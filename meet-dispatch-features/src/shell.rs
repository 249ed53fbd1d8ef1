//! Wiring of every feature slice and middleware into one store

use std::rc::Rc;
use std::sync::Arc;

use meet_dispatch::{
    ActionLoggerMiddleware, ConfigError, DuplicateSliceError, EventSink, ListenerRegistry,
    ReducerRegistry, RuntimeConfig, StoreBuilder,
};

use crate::action::ShellAction;
use crate::app::{self, AppState, APP};
use crate::calendar_sync::{
    self, CalendarSource, CalendarSyncMiddleware, CalendarSyncState, CALENDAR_SYNC,
};
use crate::conference::{self, ConferenceState, CONFERENCE};
use crate::conference_ui::ConferenceUiMiddleware;
use crate::config::{self, ConfigState, CONFIG};
use crate::connection::{self, ConnectionState, CONNECTION};
use crate::external_api::ExternalApiMiddleware;
use crate::known_domains::{self, KnownDomains, KNOWN_DOMAINS};
use crate::lib_engine::{self, LibEngineState, LIB_ENGINE};
use crate::ui::{
    self, FilmstripState, ResponsiveUiState, ToolboxState, FILMSTRIP, RESPONSIVE_UI, TOOLBOX,
};

#[derive(Debug, thiserror::Error)]
pub enum ShellError {
    #[error(transparent)]
    Registration(#[from] DuplicateSliceError),

    #[error(transparent)]
    Config(#[from] ConfigError),
}

/// Every feature reducer, each under its own slice
pub fn reducers() -> Result<ReducerRegistry<ShellAction>, DuplicateSliceError> {
    let mut reducers = ReducerRegistry::new();
    reducers
        .register(APP, AppState::default(), app::reducer)?
        .register(CALENDAR_SYNC, CalendarSyncState::default(), calendar_sync::reducer)?
        .register(CONFERENCE, ConferenceState::default(), conference::reducer)?
        .register(CONFIG, ConfigState::default(), config::reducer)?
        .register(CONNECTION, ConnectionState::default(), connection::reducer)?
        .register(KNOWN_DOMAINS, KnownDomains::default(), known_domains::reducer)?
        .register(LIB_ENGINE, LibEngineState::default(), lib_engine::reducer)?
        .register(RESPONSIVE_UI, ResponsiveUiState::default(), ui::responsive_ui_reducer)?
        .register(TOOLBOX, ToolboxState::default(), ui::toolbox_reducer)?
        .register(FILMSTRIP, FilmstripState::default(), ui::filmstrip_reducer)?;
    Ok(reducers)
}

/// Builds the shell store.
///
/// Middleware order, outermost first: action logger, conference UI,
/// calendar sync (when a calendar is attached), external API.
///
/// ```ignore
/// let listeners = Rc::new(ListenerRegistry::new());
/// let builder = ShellBuilder::new(RuntimeConfig::default())
///     .listeners(Rc::clone(&listeners))
///     .calendar(Arc::new(DeviceCalendar::new()))
///     .build()?;
/// let mut runtime = DispatchRuntime::new(builder);
/// ```
pub struct ShellBuilder {
    config: RuntimeConfig,
    listeners: Rc<ListenerRegistry<dyn EventSink>>,
    calendar: Option<Arc<dyn CalendarSource>>,
    log_actions: bool,
}

impl ShellBuilder {
    pub fn new(config: RuntimeConfig) -> Self {
        Self {
            config,
            listeners: Rc::new(ListenerRegistry::new()),
            calendar: None,
            log_actions: true,
        }
    }

    /// Registry the external API forwards to
    pub fn listeners(mut self, listeners: Rc<ListenerRegistry<dyn EventSink>>) -> Self {
        self.listeners = listeners;
        self
    }

    pub fn calendar(mut self, source: Arc<dyn CalendarSource>) -> Self {
        self.calendar = Some(source);
        self
    }

    pub fn log_actions(mut self, enabled: bool) -> Self {
        self.log_actions = enabled;
        self
    }

    pub fn build(self) -> Result<StoreBuilder<ShellAction>, ShellError> {
        self.config.validate()?;

        let logger =
            ActionLoggerMiddleware::new(self.config.action_logger()).active(self.log_actions);
        let mut builder = StoreBuilder::new(reducers()?)
            .config(self.config)
            .middleware(logger)
            .middleware(ConferenceUiMiddleware::new());
        if let Some(source) = self.calendar {
            builder = builder.middleware(CalendarSyncMiddleware::new(source));
        }
        Ok(builder.middleware(ExternalApiMiddleware::new(self.listeners)))
    }
}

--------

WHAT YOU HAVE TO DO:
Each record above has to be repeated word for word.

TASK SOLUTION:
filename meet-dispatch-features/src/shell.rs
repository 249ed53fbd1d8ef1
//! Wiring of every feature slice and middleware into one store

use std::rc::Rc;
use std::sync::Arc;

use meet_dispatch::{
    ActionLoggerMiddleware, ConfigError, DuplicateSliceError, EventSink, ListenerRegistry,
    ReducerRegistry, RuntimeConfig, StoreBuilder,
};

use crate::action::ShellAction;
use crate::app::{self, AppState, APP};
use crate::calendar_sync::{
    self, CalendarSource, CalendarSyncMiddleware, CalendarSyncState, CALENDAR_SYNC,
};
use crate::conference::{self, ConferenceState, CONFERENCE};
use crate::conference_ui::ConferenceUiMiddleware;
use crate::config::{self, ConfigState, CONFIG};
use crate::connection::{self, ConnectionState, CONNECTION};
use crate::external_api::ExternalApiMiddleware;
use crate::known_domains::{self, KnownDomains, KNOWN_DOMAINS};
use crate::lib_engine::{self, LibEngineState, LIB_ENGINE};
use crate::ui::{
    self, FilmstripState, ResponsiveUiState, ToolboxState, FILMSTRIP, RESPONSIVE_UI, TOOLBOX,
};

#[derive(Debug, thiserror::Error)]
pub enum ShellError {
    #[error(transparent)]
    Registration(#[from] DuplicateSliceError),

    #[error(transparent)]
    Config(#[from] ConfigError),
}

/// Every feature reducer, each under its own slice
pub fn reducers() -> Result<ReducerRegistry<ShellAction>, DuplicateSliceError> {
    let mut reducers = ReducerRegistry::new();
    reducers
        .register(APP, AppState::default(), app::reducer)?
        .register(CALENDAR_SYNC, CalendarSyncState::default(), calendar_sync::reducer)?
        .register(CONFERENCE, ConferenceState::default(), conference::reducer)?
        .register(CONFIG, ConfigState::default(), config::reducer)?
        .register(CONNECTION, ConnectionState::default(), connection::reducer)?
        .register(KNOWN_DOMAINS, KnownDomains::default(), known_domains::reducer)?
        .register(LIB_ENGINE, LibEngineState::default(), lib_engine::reducer)?
        .register(RESPONSIVE_UI, ResponsiveUiState::default(), ui::responsive_ui_reducer)?
        .register(TOOLBOX, ToolboxState::default(), ui::toolbox_reducer)?
        .register(FILMSTRIP, FilmstripState::default(), ui::filmstrip_reducer)?;
    Ok(reducers)
}

/// Builds the shell store.
///
/// Middleware order, outermost first: action logger, conference UI,
/// calendar sync (when a calendar is attached), external API.
///
/// ```ignore
/// let listeners = Rc::new(ListenerRegistry::new());
/// let builder = ShellBuilder::new(RuntimeConfig::default())
///     .listeners(Rc::clone(&listeners))
///     .calendar(Arc::new(DeviceCalendar::new()))
///     .build()?;
/// let mut runtime = DispatchRuntime::new(builder);
/// ```
pub struct ShellBuilder {
    config: RuntimeConfig,
    listeners: Rc<ListenerRegistry<dyn EventSink>>,
    calendar: Option<Arc<dyn CalendarSource>>,
    log_actions: bool,
}

impl ShellBuilder {
    pub fn new(config: RuntimeConfig) -> Self {
        Self {
            config,
            listeners: Rc::new(ListenerRegistry::new()),
            calendar: None,
            log_actions: true,
        }
    }

    /// Registry the external API forwards to
    pub fn listeners(mut self, listeners: Rc<ListenerRegistry<dyn EventSink>>) -> Self {
        self.listeners = listeners;
        self
    }

    pub fn calendar(mut self, source: Arc<dyn CalendarSource>) -> Self {
        self.calendar = Some(source);
        self
    }

    pub fn log_actions(mut self, enabled: bool) -> Self {
        self.log_actions = enabled;
        self
    }

    pub fn build(self) -> Result<StoreBuilder<ShellAction>, ShellError> {
        self.config.validate()?;

        let logger =
            ActionLoggerMiddleware::new(self.config.action_logger()).active(self.log_actions);
        let mut builder = StoreBuilder::new(reducers()?)
            .config(self.config)
            .middleware(logger)
            .middleware(ConferenceUiMiddleware::new());
        if let Some(source) = self.calendar {
            builder = builder.middleware(CalendarSyncMiddleware::new(source));
        }
        Ok(builder.middleware(ExternalApiMiddleware::new(self.listeners)))
    }
}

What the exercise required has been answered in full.